Sauvée de l'esclavage conventionnel, libérée des préjugés humains, arrachée aux mâchoires de l'Orque, nouvelle Andromède, Elade suivit son Persée. Ils quittèrent le Château Singulier et entrèrent dans la prairie indéfinie, que leur volonté d'être heureux et fiers peuplait d'imaginatives joies.

Le sentiment de leur liberté les ravissait; ils s'en allaient, faisant mille folies, répondant l'un et l'autre à des phrases qui n'avaient pas été dites, comprenant tout, résolvant tout, étonnés de rien, surpris seulement, si leur pensée revenait un peu en arrière, d'avoir longtemps vécu en dehors de la plénitude et de la certitude.

Par la délivrance dont il avait été l'opérateur, Psallus achevait de se délivrer lui-même de toutes les tyrannies inventées par les faibles pour restreindre la volonté des forts. Il niait hardiment et noblement tout ce qui n'était pas en conformité avec sa nature essentielle; sa personnalité s'affirmait au point que rien ne lui paraissait plus défendu; il mettait la main sur tout, sur les étoiles comme sur les pâquerettes, sur l'arbre et sur Dieu.

—Il pleut des pensées, dit Elade. Tendons les oreilles, ouvrons la bouche et les yeux, nous serons pénétrés d'infini.

—Dieu est en nous, puisque nous sommes libres, dit Psallus. Les pensées dont l'air est plein, c'est la volatilisation de notre haleine; nous nous respirons nous-mêmes, car il n'y a rien d'extérieur à nous, et la création tout entière part, comme une fusée, d'entre nos deux sourcils.

Ayant joué avec les idées les plus hautes et les plus subtiles, ils eurent le droit de devenir deux enfants et de s'ébattre dans la campagne, tels des éphèbes sortis de l'école et rendus à leurs plaisirs. Ils s'amusèrent donc de toutes les façons les plus aimablement puériles, et tous leurs jeux étaient harmonieux.

Elade s'étant assise au pied d'un arbre, Psallus se coucha auprès d'elle, et il lui baisait les mains. Elle ressentit, pendant ces douces minutes, de la tristesse et de la crainte; convalescente encore, elle doutait; elle pensait à l'état ancien dans lequel l'avaient maintenue les conventions humaines; quand Psallus toucha ses genoux, ils tremblaient un peu; mais la force, soudain, lui revint tout entière, avec la définitive conscience de sa gloire féminine: elle s'abandonna—et les portes du palais d'Ecbatane s'ouvrirent au cortège royal.

Ils se promenèrent encore, et tant, qu'ils gagnèrent un lointain village habité par des tisserands. De chaque porte sortait un bruit de métier, des soupirs de femme, des jurons d'homme, des cris d'enfant: c'était presque infernal. Au bout du village, une maison dominait, aussi sale, aussi laide que les autres, mais plus grande et d'apparence moins esclave; la porte était ouverte, ils entrèrent.
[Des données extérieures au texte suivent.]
use glam::IVec3;

use super::data::{GridPoint, Triangle, GRID_POINT_SIZE, TRIANGLE_SIZE};
use super::pipeline::{validate_point_count, SharedPipeline};
use super::settings::GenerationSettings;
use crate::error::{TerrainError, TerrainResult};
use crate::gpu::{DeviceBuffer, StorageHint, TransferMode, VERTEX_SLOT};
use crate::render::{Computable, DrawCall, Drawable, FrameContext, Primitive};

/// Generation state of a chunk
#[derive(Debug, Clone, Copy, PartialEq, Eq)]
pub enum ChunkState {
    /// Buffers reserved, nothing generated yet
    Uninitialized,
    /// Vertex buffers hold the mesh for `last_settings`
    Generated,
    /// Forced to regenerate on the next update
    Stale,
}

/// Result of [`TerrainChunk::update`]
#[derive(Debug, Clone, Copy, PartialEq, Eq)]
pub enum UpdateOutcome {
    /// Settings unchanged, no device work done
    Skipped,
    Regenerated { triangles: u32 },
}

/// One cube of lattice points and the mesh extracted from it
///
/// Each vertex buffer has a staging twin. Updates stream into the staging
/// pair and swap it in only once both transfers have finished, so the live
/// pair always holds one complete mesh.
pub struct TerrainChunk {
    pipeline: SharedPipeline,
    origin: IVec3,
    point_count: u32,
    resolution: u32,
    points_vbo: DeviceBuffer,
    triangles_vbo: DeviceBuffer,
    staging_points: DeviceBuffer,
    staging_triangles: DeviceBuffer,
    triangle_capacity: u32,
    triangle_count: u32,
    last_settings: Option<GenerationSettings>,
    state: ChunkState,
    transfer: TransferMode,
}

impl TerrainChunk {
    pub fn new(
        pipeline: SharedPipeline,
        point_count: u32,
        origin: IVec3,
        transfer: TransferMode,
    ) -> TerrainResult<Self> {
        let resolution = validate_point_count(point_count)?;

        let (device, triangle_capacity) = {
            let pipeline = pipeline.lock();
            if resolution > pipeline.side() {
                return Err(TerrainError::ResolutionExceedsCapacity {
                    resolution,
                    side: pipeline.side(),
                });
            }
            (
                pipeline.device().clone(),
                pipeline.policy().triangle_capacity(point_count),
            )
        };

        let vertex_buffer = |name: &str, size: u64| {
            DeviceBuffer::with_size(
                device.clone(),
                format!("Chunk {:?} {}", origin, name),
                VERTEX_SLOT,
                size,
                StorageHint::Vertex,
            )
        };
        let points_size = point_count as u64 * GRID_POINT_SIZE;
        let triangles_size = triangle_capacity as u64 * TRIANGLE_SIZE;
        let points_vbo = vertex_buffer("Points 0", points_size)?;
        let triangles_vbo = vertex_buffer("Triangles 0", triangles_size)?;
        let staging_points = vertex_buffer("Points 1", points_size)?;
        let staging_triangles = vertex_buffer("Triangles 1", triangles_size)?;

        log::debug!(
            "[TerrainChunk] Created at {:?} with {} points, {} triangle slots",
            origin,
            point_count,
            triangle_capacity
        );

        Ok(Self {
            pipeline,
            origin,
            point_count,
            resolution,
            points_vbo,
            triangles_vbo,
            staging_points,
            staging_triangles,
            triangle_capacity,
            triangle_count: 0,
            last_settings: None,
            state: ChunkState::Uninitialized,
            transfer,
        })
    }

    /// Regenerate the mesh if `settings` differ from the last applied ones
    ///
    /// On error the previously generated mesh and bookkeeping are kept:
    /// results land in the staging buffers, which become live only after
    /// every transfer succeeded.
    pub fn update(&mut self, settings: &GenerationSettings) -> TerrainResult<UpdateOutcome> {
        if self.state == ChunkState::Generated && self.last_settings.as_ref() == Some(settings) {
            return Ok(UpdateOutcome::Skipped);
        }

        let count = {
            let mut pipeline = self.pipeline.lock();
            pipeline.dispatch(settings, self.origin, self.resolution)?;

            let count = pipeline.checked_triangle_count()?;
            if count > self.triangle_capacity {
                return Err(TerrainError::ExtractionOverflow {
                    count,
                    capacity: self.triangle_capacity,
                });
            }

            let points = self.transfer.transfer(
                pipeline.points_buffer(),
                &self.staging_points,
                self.point_count as u64 * GRID_POINT_SIZE,
            )?;
            log::trace!("[TerrainChunk] Points transfer: {:?}", points);

            if count > 0 {
                let triangles = self.transfer.transfer(
                    pipeline.triangles_buffer(),
                    &self.staging_triangles,
                    count as u64 * TRIANGLE_SIZE,
                )?;
                log::trace!("[TerrainChunk] Triangles transfer: {:?}", triangles);
            }
            count
        };

        std::mem::swap(&mut self.points_vbo, &mut self.staging_points);
        std::mem::swap(&mut self.triangles_vbo, &mut self.staging_triangles);
        self.triangle_count = count;
        self.last_settings = Some(*settings);
        self.state = ChunkState::Generated;

        log::debug!(
            "[TerrainChunk] Regenerated {:?}: {} triangles",
            self.origin,
            count
        );
        Ok(UpdateOutcome::Regenerated { triangles: count })
    }

    /// Force the next update to regenerate
    pub fn mark_stale(&mut self) {
        if self.state == ChunkState::Generated {
            self.state = ChunkState::Stale;
        }
    }

    /// Host copy of the live triangles
    pub fn read_triangles(&self) -> TerrainResult<Vec<Triangle>> {
        self.triangles_vbo.read_records(0, self.triangle_count as usize)
    }

    /// Host copy of the point cloud; empty before the first generation
    pub fn read_points(&self) -> TerrainResult<Vec<GridPoint>> {
        if self.state == ChunkState::Uninitialized {
            return Ok(Vec::new());
        }
        self.points_vbo.read_records(0, self.point_count as usize)
    }

    pub fn state(&self) -> ChunkState {
        self.state
    }

    pub fn triangle_count(&self) -> u32 {
        self.triangle_count
    }

    pub fn triangle_capacity(&self) -> u32 {
        self.triangle_capacity
    }

    pub fn point_count(&self) -> u32 {
        self.point_count
    }

    pub fn resolution(&self) -> u32 {
        self.resolution
    }

    pub fn origin(&self) -> IVec3 {
        self.origin
    }

    pub fn last_settings(&self) -> Option<&GenerationSettings> {
        self.last_settings.as_ref()
    }

    pub fn points_vertex_buffer(&self) -> &DeviceBuffer {
        &self.points_vbo
    }

    pub fn triangles_vertex_buffer(&self) -> &DeviceBuffer {
        &self.triangles_vbo
    }

    pub fn pipeline(&self) -> &SharedPipeline {
        &self.pipeline
    }
}

impl Computable for TerrainChunk {
    fn update(&mut self, settings: &GenerationSettings) -> TerrainResult<UpdateOutcome> {
        TerrainChunk::update(self, settings)
    }
}

impl Drawable for TerrainChunk {
    fn draw(&self, frame: &FrameContext) -> Vec<DrawCall> {
        let mut calls = Vec::new();
        if self.state == ChunkState::Uninitialized {
            return calls;
        }

        if frame.draw_points {
            if let Some(buffer) = self.points_vbo.handle() {
                calls.push(DrawCall {
                    primitive: Primitive::Points,
                    buffer,
                    first: 0,
                    count: self.point_count,
                    stride: GRID_POINT_SIZE,
                });
            }
        }

        if self.triangle_count > 0 {
            if let Some(buffer) = self.triangles_vbo.handle() {
                calls.push(DrawCall {
                    primitive: Primitive::Triangles,
                    buffer,
                    first: 0,
                    count: self.triangle_count * 3,
                    stride: TRIANGLE_SIZE / 3,
                });
            }
        }
        calls
    }
}

#[cfg(test)]
mod tests {
    use super::*;
    use crate::gpu::{ComputeDevice, HostDevice};
    use crate::terrain::{CapacityPolicy, MarchingCubesPipeline};
    use std::sync::Arc;

    fn pipeline(points: u32) -> SharedPipeline {
        let device: Arc<dyn ComputeDevice> = Arc::new(HostDevice::new());
        MarchingCubesPipeline::new(device, points, CapacityPolicy::Heuristic)
            .unwrap()
            .into_shared()
    }

    #[test]
    fn test_new_chunk_is_uninitialized() {
        let chunk =
            TerrainChunk::new(pipeline(512), 512, IVec3::ZERO, TransferMode::default()).unwrap();
        assert_eq!(chunk.state(), ChunkState::Uninitialized);
        assert_eq!(chunk.triangle_count(), 0);
        assert_eq!(chunk.triangle_capacity(), 1024);
        assert_eq!(chunk.resolution(), 8);
        assert!(chunk.read_points().unwrap().is_empty());
        assert!(chunk.draw(&FrameContext::default()).is_empty());
    }

    #[test]
    fn test_chunk_larger_than_pipeline_rejected() {
        assert!(matches!(
            TerrainChunk::new(pipeline(8), 27, IVec3::ZERO, TransferMode::default()),
            Err(TerrainError::ResolutionExceedsCapacity { resolution: 3, side: 2 })
        ));
        assert!(matches!(
            TerrainChunk::new(pipeline(8), 10, IVec3::ZERO, TransferMode::default()),
            Err(TerrainError::InvalidPointCount { count: 10 })
        ));
    }

    #[test]
    fn test_mark_stale_only_after_generation() {
        let mut chunk =
            TerrainChunk::new(pipeline(8), 8, IVec3::ZERO, TransferMode::default()).unwrap();
        chunk.mark_stale();
        assert_eq!(chunk.state(), ChunkState::Uninitialized);
        chunk.update(&GenerationSettings::default()).unwrap();
        chunk.mark_stale();
        assert_eq!(chunk.state(), ChunkState::Stale);
    }
}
Debout devant une glace obscure, une femme, avilie par le fardeau de lourds et grossiers désirs, peignait ses cheveux, des cheveux jaunes et rêches qui lui couvraient maigrement les épaules; elle se penchait vers la glace obscure, essayait des sourires, relevait la tête, chiffonnait des rubans, puis reprenait son peigne,—et la toilette de cette misérable semblait le travail le plus dur et le plus ingrat.

Trois enfants se roulaient par terre, mâchant des feuilles de choux et cognant avec des morceaux de bois le pavé humide; ils grognaient comme des petits chiens et parfois pleuraient en ouvrant des bouches de lamproie. Oubliant ses cheveux, la mère s'agenouilla près du plus jeune et lui mit entre les lèvres un bout de sein qui ressemblait au nœud d'une outre ou au bouchon d'une calebasse; gavé, l'enfant revomit sur la triste poitrine maternelle un peu du pauvre lait qu'il avait bu, puis il s'endormit,—et la femme revint devant la glace obscure, infatigable à peigner ses cheveux jaunes et rêches.